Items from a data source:
########
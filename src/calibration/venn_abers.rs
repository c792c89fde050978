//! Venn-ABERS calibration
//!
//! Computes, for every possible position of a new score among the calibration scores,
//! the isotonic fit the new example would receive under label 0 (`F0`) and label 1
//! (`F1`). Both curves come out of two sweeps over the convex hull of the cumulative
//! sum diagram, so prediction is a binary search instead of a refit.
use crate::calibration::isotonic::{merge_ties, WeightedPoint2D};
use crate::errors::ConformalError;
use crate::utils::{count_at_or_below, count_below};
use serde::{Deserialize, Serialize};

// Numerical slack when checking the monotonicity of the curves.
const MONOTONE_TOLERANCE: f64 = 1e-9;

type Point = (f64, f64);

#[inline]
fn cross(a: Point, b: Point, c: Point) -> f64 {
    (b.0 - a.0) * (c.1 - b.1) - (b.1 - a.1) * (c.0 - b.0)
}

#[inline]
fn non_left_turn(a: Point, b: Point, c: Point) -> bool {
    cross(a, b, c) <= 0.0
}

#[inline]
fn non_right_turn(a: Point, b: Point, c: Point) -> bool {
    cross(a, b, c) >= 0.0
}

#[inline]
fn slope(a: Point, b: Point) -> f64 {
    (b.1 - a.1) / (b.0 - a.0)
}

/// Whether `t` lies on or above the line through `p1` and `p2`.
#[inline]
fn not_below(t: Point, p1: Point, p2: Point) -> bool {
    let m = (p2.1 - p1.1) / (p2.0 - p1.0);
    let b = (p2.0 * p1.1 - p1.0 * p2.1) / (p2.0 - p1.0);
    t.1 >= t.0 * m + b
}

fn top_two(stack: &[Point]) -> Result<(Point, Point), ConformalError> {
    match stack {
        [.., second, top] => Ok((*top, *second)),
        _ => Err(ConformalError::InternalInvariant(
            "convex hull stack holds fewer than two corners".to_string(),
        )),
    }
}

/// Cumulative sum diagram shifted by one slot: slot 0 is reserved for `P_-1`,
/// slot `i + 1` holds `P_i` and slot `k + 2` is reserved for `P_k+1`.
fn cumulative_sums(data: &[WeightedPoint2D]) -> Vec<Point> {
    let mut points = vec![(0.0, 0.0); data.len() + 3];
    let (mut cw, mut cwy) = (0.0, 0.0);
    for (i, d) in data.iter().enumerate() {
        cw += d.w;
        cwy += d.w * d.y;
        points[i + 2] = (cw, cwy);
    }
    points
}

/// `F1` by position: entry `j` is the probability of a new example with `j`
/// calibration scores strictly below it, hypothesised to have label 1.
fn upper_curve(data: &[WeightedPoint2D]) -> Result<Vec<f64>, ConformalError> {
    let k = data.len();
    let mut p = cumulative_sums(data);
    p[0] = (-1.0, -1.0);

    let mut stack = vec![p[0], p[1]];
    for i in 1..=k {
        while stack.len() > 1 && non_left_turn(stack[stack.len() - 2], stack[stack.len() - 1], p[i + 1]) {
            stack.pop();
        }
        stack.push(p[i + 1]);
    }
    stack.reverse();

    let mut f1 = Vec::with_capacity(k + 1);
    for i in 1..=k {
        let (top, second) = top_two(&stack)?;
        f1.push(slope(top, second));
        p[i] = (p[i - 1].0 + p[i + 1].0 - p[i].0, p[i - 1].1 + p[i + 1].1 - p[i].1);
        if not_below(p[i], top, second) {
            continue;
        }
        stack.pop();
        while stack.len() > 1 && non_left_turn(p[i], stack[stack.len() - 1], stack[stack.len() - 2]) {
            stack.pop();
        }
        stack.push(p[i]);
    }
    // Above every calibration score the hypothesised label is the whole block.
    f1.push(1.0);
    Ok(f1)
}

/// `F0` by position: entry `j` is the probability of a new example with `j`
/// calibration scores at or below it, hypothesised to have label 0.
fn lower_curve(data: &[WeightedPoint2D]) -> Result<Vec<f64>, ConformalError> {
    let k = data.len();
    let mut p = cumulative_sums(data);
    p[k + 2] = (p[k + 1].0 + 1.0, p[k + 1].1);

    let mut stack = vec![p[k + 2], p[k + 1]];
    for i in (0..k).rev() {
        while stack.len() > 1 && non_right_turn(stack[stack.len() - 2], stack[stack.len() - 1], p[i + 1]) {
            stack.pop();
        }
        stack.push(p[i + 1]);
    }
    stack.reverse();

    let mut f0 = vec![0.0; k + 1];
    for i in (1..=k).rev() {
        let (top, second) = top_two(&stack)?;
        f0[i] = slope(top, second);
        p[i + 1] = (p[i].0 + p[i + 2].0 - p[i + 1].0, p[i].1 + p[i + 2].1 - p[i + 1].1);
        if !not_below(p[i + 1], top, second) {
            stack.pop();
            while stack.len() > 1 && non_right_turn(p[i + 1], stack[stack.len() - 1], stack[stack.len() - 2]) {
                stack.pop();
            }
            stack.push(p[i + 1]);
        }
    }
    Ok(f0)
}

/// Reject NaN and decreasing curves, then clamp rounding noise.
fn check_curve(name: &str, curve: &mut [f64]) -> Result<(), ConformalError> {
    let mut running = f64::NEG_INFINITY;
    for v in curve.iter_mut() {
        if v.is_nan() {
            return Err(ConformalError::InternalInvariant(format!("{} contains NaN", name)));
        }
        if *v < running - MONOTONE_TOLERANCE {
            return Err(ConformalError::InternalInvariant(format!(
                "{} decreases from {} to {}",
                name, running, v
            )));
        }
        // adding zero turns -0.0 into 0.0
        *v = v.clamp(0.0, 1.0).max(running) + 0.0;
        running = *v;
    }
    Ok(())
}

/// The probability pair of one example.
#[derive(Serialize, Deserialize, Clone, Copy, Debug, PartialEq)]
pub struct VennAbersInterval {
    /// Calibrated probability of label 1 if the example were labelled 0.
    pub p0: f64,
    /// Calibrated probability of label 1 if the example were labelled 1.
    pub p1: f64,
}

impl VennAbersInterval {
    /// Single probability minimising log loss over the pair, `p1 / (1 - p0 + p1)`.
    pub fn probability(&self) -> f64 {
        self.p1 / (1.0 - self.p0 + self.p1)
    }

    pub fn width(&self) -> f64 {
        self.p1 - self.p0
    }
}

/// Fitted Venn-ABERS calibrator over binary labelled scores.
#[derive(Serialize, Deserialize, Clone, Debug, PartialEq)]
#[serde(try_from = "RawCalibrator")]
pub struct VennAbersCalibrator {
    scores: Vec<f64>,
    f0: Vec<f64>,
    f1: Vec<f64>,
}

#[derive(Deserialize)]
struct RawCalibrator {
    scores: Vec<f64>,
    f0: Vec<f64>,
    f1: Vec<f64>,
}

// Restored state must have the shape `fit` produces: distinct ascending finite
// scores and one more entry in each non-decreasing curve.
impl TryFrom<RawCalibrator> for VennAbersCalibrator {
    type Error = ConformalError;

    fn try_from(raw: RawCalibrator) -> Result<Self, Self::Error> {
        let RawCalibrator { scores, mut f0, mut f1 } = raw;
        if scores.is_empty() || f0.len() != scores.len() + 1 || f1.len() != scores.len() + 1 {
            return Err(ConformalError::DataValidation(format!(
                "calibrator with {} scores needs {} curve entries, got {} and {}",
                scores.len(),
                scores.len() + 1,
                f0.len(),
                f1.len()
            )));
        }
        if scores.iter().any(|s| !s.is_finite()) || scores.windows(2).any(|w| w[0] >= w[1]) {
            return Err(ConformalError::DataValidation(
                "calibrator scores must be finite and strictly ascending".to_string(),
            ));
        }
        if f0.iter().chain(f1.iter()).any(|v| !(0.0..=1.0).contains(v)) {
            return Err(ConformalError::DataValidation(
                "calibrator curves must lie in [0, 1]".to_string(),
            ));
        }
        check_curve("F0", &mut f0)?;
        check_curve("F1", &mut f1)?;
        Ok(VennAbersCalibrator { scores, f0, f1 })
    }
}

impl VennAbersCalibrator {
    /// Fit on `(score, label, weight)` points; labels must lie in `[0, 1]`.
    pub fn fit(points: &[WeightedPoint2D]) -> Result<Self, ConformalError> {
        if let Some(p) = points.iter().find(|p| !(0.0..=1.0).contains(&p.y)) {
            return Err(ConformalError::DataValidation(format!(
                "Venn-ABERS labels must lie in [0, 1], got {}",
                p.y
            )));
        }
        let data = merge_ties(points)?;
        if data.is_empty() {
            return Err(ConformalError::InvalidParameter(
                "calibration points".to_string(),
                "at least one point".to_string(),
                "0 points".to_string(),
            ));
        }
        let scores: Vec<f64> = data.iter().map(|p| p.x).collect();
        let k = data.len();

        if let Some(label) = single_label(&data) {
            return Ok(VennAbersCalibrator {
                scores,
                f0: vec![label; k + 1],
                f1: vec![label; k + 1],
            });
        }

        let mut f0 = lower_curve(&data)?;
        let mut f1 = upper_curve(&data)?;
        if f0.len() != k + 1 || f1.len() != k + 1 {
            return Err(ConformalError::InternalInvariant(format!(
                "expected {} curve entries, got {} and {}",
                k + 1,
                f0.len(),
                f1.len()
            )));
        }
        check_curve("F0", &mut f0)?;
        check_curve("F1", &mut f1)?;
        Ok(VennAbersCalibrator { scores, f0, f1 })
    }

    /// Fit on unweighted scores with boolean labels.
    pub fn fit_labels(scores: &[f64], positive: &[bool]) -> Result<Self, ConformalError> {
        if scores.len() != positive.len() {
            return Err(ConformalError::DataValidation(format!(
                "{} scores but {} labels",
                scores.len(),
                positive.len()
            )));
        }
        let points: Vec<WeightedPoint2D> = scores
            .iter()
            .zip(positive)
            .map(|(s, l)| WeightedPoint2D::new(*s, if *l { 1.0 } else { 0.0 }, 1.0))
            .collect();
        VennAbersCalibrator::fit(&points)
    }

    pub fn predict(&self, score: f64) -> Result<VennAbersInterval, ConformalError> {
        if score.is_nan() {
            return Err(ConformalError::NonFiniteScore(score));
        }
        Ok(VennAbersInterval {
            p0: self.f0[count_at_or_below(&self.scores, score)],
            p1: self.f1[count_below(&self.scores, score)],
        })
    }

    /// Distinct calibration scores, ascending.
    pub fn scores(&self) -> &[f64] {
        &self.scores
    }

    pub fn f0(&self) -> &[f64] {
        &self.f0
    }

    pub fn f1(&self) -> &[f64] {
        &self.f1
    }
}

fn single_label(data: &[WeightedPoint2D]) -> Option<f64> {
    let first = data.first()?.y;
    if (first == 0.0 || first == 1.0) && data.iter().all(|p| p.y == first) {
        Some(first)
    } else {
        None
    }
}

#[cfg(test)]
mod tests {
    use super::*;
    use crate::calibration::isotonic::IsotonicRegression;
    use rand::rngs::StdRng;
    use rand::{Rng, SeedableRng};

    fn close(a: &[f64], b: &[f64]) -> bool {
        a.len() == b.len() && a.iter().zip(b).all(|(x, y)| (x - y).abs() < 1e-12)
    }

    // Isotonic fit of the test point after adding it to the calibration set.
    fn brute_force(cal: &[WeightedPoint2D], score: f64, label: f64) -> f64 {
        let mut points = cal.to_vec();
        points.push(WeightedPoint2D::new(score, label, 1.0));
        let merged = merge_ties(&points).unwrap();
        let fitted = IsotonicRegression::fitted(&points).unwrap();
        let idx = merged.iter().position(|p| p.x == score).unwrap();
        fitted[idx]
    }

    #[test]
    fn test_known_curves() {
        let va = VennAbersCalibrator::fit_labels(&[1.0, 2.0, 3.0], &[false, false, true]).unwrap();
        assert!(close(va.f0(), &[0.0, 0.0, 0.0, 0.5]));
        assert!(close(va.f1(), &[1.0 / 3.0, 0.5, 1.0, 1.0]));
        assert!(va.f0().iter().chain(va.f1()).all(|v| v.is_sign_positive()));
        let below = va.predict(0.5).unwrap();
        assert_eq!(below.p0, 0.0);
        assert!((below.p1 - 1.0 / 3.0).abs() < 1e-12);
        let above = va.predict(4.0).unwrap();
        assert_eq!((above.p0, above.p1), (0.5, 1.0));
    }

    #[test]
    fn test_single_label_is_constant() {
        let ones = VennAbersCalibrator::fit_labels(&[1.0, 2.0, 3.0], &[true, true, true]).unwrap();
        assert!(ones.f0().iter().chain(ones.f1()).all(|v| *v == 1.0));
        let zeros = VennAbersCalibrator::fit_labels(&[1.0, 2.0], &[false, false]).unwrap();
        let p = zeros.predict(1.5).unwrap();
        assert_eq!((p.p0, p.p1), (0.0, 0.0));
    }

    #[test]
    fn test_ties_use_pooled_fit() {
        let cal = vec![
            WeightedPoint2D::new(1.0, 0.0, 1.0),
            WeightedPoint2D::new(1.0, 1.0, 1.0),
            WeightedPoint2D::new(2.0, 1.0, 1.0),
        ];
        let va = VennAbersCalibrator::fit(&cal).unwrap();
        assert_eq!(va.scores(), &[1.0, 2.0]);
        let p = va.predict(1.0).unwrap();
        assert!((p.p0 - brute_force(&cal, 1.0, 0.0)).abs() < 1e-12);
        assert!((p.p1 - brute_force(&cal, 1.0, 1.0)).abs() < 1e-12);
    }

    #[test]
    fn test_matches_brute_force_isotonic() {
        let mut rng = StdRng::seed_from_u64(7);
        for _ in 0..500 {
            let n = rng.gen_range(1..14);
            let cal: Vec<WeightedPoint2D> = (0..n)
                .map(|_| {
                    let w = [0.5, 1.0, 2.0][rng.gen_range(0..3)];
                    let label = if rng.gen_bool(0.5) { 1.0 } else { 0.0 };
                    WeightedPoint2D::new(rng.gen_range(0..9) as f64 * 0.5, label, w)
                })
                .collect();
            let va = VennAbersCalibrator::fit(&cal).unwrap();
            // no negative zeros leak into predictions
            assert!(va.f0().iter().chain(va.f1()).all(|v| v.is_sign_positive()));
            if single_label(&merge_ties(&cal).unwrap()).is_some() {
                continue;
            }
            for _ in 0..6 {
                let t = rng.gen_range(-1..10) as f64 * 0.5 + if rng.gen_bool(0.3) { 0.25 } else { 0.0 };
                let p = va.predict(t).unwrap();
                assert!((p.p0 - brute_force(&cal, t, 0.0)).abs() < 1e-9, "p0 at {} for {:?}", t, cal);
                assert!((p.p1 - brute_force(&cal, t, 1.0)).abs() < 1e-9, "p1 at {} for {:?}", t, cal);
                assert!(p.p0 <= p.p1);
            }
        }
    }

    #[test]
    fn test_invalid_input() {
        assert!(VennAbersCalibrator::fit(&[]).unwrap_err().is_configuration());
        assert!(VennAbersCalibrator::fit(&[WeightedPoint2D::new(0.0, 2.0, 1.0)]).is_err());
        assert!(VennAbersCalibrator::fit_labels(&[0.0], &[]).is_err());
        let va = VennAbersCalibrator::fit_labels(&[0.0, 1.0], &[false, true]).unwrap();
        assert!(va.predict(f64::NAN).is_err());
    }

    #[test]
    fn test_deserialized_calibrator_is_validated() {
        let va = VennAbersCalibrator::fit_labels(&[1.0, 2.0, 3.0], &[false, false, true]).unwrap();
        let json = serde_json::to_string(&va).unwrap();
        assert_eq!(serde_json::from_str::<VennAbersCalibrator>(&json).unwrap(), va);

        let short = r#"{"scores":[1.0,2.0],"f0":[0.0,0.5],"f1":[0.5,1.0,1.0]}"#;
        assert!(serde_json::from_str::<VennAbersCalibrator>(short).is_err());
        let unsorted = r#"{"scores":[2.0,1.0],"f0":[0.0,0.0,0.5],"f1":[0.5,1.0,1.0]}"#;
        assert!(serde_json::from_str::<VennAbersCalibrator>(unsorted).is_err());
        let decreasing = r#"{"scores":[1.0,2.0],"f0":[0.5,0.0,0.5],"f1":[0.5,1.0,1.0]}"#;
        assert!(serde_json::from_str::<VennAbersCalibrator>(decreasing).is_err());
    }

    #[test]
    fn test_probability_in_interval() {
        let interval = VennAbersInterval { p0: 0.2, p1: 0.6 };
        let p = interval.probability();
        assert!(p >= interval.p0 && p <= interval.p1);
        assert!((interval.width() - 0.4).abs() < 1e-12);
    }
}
########
● Assignment:
Each line above that carries the string "close" has to be returned.

● Output:
    fn close(a: &[f64], b: &[f64]) -> bool {
        assert!(close(va.f0(), &[0.0, 0.0, 0.0, 0.5]));
        assert!(close(va.f1(), &[1.0 / 3.0, 0.5, 1.0, 1.0]));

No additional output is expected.